WHAT YOU HAVE TO DO: The lines to return are those below that contain the word "response".

** DATA PROVIDED follows **

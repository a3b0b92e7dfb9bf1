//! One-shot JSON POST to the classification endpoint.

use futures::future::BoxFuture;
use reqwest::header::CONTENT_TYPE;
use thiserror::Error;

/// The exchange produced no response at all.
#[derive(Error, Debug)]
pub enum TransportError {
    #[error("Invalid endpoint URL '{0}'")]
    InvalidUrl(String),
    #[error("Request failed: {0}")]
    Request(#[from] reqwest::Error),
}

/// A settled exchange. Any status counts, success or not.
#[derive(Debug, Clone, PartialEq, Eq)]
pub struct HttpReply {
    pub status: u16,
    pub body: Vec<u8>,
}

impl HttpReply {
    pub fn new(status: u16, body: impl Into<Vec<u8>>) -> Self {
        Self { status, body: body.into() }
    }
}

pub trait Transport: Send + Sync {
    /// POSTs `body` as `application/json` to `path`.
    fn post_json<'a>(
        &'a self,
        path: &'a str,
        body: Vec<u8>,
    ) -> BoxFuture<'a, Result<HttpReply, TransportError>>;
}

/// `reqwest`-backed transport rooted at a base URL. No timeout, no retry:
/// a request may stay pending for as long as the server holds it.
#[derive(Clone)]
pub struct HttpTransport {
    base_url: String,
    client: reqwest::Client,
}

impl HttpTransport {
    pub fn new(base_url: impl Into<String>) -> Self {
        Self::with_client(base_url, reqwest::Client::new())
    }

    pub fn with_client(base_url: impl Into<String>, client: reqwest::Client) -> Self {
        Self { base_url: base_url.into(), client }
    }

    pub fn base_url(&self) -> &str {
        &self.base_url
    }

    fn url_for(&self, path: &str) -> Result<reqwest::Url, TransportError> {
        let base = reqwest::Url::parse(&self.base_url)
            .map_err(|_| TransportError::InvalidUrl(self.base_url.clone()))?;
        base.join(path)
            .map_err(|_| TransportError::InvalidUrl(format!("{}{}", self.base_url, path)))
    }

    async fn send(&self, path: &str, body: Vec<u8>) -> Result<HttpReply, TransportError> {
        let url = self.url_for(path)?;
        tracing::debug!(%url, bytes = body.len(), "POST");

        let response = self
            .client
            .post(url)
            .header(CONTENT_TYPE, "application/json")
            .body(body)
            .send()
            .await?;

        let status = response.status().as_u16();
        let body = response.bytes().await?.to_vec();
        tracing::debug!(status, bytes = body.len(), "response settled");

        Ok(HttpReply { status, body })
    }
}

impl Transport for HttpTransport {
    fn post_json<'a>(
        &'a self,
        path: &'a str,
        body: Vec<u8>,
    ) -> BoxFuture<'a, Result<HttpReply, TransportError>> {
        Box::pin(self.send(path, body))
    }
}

** End of DATA PROVIDED **

ANSWER SPACE:
/// The exchange produced no response at all.
        let response = self
        let status = response.status().as_u16();
        let body = response.bytes().await?.to_vec();
        tracing::debug!(status, bytes = body.len(), "response settled");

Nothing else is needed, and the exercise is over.